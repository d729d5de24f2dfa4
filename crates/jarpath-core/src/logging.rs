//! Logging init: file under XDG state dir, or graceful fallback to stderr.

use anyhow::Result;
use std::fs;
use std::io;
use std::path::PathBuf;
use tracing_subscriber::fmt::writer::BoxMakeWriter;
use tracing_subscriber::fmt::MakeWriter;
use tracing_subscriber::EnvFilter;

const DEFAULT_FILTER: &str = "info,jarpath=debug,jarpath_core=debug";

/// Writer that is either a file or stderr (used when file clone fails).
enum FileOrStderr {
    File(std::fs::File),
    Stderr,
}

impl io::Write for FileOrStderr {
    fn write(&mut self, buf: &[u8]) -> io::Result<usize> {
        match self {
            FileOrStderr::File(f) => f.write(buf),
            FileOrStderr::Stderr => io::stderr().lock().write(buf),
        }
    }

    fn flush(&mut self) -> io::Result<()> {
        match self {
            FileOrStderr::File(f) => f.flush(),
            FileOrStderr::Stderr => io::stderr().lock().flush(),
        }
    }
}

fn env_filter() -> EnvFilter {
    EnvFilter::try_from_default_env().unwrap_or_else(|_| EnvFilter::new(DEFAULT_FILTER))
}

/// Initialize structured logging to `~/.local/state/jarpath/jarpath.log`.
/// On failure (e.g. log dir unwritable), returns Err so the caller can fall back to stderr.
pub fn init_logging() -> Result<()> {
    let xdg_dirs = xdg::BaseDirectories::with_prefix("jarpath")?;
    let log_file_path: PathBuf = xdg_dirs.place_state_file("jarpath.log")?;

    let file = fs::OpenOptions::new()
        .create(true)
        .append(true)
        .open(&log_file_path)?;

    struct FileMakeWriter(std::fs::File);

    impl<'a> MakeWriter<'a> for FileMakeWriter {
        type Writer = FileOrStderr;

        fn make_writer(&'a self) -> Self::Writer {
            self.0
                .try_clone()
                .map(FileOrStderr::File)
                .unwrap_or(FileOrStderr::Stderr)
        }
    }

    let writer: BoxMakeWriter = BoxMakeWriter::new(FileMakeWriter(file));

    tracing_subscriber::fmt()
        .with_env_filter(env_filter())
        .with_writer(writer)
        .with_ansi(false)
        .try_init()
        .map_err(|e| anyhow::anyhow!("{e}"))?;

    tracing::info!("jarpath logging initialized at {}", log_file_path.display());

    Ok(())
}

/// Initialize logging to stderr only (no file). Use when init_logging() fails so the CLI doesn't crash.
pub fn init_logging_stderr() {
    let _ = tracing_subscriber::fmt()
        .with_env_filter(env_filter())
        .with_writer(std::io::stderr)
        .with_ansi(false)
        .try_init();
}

⁂

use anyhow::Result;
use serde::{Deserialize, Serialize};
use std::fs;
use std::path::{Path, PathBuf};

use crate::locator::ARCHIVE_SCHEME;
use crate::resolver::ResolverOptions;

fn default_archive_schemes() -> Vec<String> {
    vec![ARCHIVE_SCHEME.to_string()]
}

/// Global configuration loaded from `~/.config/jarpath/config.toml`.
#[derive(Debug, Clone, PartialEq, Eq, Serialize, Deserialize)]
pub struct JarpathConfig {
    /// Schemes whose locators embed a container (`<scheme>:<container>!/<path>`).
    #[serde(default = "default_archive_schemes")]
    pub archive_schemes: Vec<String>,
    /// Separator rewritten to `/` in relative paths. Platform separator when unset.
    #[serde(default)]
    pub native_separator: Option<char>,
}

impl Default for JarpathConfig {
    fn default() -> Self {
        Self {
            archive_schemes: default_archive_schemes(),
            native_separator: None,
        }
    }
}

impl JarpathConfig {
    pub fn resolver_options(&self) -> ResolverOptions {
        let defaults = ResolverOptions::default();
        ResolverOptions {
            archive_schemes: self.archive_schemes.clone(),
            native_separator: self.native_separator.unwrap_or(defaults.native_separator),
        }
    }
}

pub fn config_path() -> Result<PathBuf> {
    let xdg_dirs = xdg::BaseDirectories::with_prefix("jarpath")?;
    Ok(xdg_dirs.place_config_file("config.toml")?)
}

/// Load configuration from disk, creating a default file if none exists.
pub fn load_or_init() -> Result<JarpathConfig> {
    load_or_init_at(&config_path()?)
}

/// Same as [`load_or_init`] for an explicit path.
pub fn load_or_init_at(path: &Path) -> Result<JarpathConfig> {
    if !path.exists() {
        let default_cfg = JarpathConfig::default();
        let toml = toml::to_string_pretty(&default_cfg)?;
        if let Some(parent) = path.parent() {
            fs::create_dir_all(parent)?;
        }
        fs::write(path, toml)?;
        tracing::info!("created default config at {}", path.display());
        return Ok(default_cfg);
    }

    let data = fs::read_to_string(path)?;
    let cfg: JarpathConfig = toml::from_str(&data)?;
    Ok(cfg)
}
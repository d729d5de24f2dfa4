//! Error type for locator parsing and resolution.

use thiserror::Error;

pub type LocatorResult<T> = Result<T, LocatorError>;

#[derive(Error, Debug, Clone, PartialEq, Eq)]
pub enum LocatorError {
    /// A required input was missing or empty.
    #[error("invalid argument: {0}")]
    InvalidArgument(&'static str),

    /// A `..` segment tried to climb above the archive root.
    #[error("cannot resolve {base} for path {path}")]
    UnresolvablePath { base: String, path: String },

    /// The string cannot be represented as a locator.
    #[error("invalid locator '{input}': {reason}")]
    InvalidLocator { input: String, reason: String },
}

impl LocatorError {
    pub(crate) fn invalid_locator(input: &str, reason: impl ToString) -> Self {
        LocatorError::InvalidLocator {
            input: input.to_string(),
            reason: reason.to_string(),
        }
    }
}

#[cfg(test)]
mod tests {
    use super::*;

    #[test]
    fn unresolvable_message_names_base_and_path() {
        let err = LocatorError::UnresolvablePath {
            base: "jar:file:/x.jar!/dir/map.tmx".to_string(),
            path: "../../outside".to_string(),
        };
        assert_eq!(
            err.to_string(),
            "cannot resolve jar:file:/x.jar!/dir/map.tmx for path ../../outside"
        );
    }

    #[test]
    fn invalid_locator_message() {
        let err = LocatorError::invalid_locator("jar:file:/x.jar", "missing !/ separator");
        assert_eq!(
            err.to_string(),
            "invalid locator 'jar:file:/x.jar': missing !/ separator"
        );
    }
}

⁂

● **WORK INSTRUCTIONS**
Lines holding the word "flush" in the entries above are the ones to pull out. Copy them all.

● **RESULT**
    fn flush(&mut self) -> io::Result<()> {
            FileOrStderr::File(f) => f.flush(),
            FileOrStderr::Stderr => io::stderr().lock().flush(),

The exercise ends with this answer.